*Activity*. What is the count of lines below that include "AuditObserver"? Reply with nothing else.

*Input for this task*.
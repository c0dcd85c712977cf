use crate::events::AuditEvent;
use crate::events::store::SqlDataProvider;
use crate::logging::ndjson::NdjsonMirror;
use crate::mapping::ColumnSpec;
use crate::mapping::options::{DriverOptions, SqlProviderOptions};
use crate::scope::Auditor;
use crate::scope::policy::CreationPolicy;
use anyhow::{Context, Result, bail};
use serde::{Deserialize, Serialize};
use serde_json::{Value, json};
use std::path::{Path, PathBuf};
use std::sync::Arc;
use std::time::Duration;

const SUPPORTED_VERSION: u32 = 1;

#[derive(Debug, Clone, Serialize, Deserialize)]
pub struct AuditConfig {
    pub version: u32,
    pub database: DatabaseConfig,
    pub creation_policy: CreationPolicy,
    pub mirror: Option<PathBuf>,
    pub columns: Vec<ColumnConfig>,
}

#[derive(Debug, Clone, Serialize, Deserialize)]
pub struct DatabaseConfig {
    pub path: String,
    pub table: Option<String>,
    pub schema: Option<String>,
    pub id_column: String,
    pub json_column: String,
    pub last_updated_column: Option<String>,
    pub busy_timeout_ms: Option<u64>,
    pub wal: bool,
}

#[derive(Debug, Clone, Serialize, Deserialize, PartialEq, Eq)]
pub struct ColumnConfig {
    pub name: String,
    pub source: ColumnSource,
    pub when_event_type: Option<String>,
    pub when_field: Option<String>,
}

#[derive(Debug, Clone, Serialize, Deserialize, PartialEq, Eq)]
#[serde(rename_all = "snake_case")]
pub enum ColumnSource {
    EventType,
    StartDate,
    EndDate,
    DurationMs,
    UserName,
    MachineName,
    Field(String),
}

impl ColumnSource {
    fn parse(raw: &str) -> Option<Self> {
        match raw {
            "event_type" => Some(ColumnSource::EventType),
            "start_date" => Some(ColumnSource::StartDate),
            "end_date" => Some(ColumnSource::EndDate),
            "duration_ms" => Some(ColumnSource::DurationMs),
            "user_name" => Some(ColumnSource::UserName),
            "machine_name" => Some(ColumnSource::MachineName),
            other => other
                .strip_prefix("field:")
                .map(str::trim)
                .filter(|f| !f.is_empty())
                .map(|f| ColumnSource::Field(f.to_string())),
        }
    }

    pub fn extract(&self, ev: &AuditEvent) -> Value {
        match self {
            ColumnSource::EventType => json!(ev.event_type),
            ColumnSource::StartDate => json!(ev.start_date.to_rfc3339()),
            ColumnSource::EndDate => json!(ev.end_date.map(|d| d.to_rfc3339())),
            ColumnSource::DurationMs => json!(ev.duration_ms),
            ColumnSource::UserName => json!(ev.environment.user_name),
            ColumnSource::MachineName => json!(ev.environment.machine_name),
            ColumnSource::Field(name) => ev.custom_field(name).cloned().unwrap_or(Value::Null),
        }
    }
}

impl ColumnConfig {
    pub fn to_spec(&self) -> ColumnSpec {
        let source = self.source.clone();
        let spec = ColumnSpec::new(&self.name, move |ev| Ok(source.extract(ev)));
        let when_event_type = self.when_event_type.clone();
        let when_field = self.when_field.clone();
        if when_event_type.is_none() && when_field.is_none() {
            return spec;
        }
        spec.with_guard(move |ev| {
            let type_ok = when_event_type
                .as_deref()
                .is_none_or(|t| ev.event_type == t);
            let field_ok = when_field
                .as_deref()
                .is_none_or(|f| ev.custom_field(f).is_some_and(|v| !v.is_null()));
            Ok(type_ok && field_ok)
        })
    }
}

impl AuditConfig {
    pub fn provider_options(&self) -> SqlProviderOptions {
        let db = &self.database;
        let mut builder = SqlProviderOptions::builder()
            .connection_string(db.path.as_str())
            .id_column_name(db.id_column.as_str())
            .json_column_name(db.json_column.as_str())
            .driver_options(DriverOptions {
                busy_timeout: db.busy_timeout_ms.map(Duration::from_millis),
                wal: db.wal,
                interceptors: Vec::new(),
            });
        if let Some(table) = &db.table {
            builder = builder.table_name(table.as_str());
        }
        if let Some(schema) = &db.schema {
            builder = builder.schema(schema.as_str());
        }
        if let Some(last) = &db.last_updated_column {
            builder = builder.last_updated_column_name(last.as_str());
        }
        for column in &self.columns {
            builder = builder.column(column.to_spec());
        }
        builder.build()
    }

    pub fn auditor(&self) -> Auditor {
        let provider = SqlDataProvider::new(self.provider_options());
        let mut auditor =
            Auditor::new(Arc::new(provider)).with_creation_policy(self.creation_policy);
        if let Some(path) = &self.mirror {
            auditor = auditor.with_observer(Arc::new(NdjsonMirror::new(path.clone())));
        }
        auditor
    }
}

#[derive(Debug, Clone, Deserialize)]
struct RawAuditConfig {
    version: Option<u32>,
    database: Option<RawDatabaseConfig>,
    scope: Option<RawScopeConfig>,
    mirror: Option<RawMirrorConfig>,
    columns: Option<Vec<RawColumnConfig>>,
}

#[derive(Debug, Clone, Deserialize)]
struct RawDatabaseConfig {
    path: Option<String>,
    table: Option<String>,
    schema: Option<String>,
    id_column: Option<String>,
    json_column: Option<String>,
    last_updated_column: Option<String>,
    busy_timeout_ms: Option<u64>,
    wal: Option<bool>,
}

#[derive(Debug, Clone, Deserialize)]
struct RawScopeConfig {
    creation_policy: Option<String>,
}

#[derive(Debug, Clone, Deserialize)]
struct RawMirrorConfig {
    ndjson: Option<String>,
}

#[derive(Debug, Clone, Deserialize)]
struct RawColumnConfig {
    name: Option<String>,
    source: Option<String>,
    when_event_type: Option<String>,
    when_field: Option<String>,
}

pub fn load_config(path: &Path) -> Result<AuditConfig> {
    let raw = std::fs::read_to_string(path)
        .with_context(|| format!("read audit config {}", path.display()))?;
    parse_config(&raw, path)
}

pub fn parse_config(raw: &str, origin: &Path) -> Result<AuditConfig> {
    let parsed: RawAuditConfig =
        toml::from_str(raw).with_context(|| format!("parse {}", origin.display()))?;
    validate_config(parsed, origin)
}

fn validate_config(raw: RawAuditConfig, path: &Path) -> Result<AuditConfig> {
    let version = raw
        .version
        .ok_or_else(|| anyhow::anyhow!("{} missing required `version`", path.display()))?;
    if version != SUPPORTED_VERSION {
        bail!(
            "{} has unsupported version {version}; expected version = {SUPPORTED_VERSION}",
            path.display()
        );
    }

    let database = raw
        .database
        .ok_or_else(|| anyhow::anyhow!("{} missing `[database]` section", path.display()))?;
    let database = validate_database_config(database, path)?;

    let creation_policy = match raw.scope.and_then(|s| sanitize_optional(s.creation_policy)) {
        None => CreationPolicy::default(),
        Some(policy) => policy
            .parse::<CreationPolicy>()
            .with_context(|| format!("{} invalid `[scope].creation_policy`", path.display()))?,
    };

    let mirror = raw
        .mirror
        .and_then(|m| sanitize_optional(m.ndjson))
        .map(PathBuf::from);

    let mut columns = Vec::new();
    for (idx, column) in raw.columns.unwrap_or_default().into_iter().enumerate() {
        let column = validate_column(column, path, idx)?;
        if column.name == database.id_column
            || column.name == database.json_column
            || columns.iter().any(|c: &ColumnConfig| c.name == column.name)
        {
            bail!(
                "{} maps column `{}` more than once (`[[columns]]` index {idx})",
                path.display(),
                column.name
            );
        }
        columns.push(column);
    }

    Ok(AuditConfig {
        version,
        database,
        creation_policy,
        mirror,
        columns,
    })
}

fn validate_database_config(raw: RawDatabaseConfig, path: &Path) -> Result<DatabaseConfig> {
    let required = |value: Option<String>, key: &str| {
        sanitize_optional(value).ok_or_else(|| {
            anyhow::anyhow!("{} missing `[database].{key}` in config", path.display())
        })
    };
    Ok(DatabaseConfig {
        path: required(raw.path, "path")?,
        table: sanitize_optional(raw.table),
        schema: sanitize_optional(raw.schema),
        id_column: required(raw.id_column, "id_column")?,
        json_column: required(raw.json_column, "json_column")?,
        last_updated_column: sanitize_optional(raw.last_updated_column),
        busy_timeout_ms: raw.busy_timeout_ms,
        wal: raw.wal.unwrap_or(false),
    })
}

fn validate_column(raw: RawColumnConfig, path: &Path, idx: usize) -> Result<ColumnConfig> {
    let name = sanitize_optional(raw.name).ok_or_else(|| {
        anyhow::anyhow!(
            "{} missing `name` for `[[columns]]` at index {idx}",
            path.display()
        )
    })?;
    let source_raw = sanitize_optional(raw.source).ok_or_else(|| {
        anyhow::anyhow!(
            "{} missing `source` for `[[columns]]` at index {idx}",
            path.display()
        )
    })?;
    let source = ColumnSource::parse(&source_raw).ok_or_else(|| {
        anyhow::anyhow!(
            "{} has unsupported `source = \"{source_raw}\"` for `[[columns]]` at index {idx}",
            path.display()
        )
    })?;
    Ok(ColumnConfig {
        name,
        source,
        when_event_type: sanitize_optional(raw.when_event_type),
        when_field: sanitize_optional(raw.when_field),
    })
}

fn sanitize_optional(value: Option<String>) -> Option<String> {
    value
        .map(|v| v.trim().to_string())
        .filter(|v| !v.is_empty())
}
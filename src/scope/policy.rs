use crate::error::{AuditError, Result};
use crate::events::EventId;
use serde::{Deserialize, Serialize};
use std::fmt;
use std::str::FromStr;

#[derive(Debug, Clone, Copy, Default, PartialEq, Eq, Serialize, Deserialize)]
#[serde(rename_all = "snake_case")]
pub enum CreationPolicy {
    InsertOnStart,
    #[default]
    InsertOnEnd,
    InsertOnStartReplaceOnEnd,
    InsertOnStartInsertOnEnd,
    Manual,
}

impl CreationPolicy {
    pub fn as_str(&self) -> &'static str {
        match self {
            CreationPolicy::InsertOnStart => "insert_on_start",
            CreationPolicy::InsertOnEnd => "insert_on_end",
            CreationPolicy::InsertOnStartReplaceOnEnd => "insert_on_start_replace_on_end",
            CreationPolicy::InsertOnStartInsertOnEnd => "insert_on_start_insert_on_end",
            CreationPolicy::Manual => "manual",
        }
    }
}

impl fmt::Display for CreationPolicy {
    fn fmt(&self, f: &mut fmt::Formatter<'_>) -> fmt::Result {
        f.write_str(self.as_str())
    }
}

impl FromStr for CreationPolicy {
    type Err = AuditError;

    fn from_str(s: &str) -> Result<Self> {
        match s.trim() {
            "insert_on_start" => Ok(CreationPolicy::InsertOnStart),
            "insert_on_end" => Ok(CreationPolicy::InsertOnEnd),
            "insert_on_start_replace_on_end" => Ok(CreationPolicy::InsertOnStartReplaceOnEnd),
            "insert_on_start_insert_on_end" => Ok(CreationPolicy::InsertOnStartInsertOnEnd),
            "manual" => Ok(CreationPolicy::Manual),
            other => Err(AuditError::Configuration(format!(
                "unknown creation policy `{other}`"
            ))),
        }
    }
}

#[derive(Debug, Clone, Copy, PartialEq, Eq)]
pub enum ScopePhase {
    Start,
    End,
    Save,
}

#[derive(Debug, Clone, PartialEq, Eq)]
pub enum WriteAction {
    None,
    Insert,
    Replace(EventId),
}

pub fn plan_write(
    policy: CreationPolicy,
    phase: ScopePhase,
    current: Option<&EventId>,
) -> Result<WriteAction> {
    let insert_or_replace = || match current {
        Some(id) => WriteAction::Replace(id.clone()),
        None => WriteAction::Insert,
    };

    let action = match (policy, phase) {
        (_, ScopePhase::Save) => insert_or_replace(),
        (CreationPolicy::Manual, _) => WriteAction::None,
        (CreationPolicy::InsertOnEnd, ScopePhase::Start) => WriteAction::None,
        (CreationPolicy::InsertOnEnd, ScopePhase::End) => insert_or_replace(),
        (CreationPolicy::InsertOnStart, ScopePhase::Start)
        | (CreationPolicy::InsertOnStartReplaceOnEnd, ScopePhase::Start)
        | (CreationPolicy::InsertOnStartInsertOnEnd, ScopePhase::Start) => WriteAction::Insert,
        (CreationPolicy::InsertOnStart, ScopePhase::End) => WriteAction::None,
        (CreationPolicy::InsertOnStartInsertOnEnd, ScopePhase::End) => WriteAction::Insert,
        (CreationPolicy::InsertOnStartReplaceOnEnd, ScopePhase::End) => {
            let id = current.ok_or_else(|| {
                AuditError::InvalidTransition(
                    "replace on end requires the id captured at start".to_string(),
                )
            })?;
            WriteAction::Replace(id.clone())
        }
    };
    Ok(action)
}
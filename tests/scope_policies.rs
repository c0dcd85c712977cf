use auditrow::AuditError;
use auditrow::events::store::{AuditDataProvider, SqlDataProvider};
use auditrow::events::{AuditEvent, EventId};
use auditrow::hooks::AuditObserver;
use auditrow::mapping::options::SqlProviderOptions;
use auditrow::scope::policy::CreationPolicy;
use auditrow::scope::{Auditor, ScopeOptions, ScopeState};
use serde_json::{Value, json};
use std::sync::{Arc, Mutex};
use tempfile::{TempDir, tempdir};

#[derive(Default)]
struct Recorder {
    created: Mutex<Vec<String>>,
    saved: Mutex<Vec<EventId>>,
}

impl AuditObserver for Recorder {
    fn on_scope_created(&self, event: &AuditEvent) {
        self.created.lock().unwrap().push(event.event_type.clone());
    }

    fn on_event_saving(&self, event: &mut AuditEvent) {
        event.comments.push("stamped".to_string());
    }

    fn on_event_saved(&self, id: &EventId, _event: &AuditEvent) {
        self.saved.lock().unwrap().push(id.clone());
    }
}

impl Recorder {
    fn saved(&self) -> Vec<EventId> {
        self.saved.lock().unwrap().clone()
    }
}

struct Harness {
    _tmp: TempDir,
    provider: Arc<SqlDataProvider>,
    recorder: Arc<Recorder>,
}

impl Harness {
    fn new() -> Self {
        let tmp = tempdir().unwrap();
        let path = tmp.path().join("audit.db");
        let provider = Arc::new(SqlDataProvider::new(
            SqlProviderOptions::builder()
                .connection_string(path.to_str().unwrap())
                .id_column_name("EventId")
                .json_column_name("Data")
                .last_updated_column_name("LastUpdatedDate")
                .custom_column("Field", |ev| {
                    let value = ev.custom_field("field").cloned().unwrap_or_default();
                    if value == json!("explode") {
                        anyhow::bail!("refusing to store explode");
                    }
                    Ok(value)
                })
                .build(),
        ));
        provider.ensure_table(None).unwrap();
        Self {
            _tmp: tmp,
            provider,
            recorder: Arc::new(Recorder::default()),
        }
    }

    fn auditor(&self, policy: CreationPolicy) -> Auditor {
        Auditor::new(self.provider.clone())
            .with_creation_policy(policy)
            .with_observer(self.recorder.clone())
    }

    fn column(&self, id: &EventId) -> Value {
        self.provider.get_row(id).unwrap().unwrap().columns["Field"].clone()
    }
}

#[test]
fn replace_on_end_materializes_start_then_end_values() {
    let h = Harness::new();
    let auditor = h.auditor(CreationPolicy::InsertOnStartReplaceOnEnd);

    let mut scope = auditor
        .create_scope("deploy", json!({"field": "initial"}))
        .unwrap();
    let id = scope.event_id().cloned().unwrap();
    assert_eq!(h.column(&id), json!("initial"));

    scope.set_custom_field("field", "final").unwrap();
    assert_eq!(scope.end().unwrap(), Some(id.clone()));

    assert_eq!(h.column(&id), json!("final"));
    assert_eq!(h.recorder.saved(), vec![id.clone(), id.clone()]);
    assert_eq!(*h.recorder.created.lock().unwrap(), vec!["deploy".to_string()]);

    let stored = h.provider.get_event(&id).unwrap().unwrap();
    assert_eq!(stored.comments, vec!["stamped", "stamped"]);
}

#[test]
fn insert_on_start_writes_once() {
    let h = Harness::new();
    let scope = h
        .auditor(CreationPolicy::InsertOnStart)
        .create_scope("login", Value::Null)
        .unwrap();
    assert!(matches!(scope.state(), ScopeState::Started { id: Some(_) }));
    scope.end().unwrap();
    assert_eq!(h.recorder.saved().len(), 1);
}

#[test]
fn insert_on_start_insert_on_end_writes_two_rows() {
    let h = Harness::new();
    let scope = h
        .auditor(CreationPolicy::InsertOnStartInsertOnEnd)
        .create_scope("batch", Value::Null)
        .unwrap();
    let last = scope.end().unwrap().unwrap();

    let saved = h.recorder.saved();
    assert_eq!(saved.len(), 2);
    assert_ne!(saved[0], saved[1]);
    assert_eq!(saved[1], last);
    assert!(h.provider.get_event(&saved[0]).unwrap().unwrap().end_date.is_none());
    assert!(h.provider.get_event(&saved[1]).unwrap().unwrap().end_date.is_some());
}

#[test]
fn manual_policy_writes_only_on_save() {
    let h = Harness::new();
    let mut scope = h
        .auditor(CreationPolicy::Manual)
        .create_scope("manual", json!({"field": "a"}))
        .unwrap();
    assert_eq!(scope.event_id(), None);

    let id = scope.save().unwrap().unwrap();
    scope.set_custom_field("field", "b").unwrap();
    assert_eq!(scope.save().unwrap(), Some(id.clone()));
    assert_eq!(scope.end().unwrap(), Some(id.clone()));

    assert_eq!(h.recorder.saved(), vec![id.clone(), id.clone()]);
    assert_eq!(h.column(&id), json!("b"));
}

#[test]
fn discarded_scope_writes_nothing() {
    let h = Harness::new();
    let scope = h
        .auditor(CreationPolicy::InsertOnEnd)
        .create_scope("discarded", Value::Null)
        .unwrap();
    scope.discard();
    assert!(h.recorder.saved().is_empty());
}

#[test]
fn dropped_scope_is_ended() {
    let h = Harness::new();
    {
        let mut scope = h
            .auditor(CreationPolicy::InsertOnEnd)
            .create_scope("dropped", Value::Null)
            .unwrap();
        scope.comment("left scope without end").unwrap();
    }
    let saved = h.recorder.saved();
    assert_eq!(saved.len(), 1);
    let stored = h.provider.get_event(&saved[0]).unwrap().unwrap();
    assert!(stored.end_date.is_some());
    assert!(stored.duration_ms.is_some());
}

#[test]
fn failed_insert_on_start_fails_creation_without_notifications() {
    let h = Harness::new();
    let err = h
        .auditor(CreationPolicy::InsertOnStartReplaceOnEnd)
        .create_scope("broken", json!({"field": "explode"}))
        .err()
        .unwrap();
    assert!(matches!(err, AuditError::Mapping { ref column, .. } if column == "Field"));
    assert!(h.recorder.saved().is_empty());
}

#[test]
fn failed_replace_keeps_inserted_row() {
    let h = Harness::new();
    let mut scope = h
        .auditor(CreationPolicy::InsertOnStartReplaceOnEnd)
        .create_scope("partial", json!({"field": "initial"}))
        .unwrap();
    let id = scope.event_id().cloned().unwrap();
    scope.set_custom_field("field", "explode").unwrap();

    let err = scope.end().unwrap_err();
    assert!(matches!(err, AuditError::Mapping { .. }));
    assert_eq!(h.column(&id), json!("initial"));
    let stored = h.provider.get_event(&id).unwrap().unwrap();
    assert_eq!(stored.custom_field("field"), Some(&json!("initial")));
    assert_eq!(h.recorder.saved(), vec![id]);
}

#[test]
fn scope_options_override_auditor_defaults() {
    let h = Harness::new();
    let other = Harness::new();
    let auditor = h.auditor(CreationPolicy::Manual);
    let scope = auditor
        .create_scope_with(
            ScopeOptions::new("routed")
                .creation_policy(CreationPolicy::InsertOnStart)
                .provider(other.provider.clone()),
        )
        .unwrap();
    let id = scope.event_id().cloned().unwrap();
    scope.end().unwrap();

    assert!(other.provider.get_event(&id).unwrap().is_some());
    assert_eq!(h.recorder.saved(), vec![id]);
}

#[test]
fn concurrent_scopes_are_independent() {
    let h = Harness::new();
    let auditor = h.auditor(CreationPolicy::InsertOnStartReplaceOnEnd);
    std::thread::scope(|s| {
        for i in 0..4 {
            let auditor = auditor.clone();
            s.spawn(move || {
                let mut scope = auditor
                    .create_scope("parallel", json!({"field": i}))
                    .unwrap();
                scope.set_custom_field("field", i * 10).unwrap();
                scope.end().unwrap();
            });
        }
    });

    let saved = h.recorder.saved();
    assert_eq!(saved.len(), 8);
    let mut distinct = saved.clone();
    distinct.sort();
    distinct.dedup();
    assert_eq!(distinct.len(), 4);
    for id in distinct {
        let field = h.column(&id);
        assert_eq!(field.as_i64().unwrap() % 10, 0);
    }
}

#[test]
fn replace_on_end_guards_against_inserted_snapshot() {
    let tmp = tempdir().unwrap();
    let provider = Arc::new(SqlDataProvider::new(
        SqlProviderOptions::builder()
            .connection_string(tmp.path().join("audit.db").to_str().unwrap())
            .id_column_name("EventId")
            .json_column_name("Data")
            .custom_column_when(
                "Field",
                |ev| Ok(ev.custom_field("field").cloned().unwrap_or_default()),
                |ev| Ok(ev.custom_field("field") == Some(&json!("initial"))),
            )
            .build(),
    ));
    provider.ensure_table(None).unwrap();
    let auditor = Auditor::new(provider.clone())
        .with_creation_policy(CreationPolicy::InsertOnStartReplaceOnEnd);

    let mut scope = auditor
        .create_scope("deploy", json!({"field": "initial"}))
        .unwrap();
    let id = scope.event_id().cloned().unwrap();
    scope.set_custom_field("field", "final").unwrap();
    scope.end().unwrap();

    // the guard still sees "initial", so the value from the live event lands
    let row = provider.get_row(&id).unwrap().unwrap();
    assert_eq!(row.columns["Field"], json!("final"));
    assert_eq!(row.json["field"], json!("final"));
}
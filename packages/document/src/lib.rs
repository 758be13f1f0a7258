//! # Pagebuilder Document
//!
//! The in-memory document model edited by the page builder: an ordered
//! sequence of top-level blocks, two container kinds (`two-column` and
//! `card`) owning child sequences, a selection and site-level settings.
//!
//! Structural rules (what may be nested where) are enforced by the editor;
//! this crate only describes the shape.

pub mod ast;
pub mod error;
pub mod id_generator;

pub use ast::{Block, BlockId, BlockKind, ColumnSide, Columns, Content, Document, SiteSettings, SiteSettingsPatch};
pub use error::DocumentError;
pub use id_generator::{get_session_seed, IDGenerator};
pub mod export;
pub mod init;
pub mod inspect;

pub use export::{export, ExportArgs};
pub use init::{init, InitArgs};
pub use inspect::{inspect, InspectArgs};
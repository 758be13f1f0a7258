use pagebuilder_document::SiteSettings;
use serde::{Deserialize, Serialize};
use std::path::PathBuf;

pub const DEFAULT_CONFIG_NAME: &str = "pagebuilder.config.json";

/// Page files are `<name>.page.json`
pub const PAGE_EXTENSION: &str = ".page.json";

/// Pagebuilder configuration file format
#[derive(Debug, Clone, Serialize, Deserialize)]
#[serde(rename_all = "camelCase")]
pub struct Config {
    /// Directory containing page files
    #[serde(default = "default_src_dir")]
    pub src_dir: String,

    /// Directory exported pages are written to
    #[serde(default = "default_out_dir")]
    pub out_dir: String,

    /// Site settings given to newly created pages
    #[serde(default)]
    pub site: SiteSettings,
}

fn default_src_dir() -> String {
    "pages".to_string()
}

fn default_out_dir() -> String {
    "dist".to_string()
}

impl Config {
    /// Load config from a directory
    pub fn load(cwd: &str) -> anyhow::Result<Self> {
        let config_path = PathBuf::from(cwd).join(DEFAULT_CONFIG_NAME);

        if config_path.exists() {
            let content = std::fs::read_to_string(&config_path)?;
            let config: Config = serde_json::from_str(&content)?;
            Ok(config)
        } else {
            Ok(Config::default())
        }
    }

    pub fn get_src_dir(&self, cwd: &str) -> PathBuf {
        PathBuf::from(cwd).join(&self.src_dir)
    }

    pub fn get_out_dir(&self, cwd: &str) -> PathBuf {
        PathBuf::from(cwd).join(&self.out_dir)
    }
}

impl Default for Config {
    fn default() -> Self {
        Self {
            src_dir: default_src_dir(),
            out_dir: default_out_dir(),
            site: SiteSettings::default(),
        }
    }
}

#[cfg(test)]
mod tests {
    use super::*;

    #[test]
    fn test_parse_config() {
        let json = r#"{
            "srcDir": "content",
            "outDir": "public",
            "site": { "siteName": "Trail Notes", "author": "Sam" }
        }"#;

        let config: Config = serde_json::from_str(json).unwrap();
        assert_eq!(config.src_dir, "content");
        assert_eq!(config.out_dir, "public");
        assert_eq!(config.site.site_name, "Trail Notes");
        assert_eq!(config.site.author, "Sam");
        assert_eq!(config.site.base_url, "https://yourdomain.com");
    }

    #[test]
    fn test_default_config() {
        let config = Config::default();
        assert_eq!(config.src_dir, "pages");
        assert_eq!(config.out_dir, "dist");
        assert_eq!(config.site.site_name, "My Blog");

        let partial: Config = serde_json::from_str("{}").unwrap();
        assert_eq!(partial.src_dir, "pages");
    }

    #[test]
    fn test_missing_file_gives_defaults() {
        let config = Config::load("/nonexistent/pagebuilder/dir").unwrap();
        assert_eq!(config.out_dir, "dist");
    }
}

*Exercise result*. 2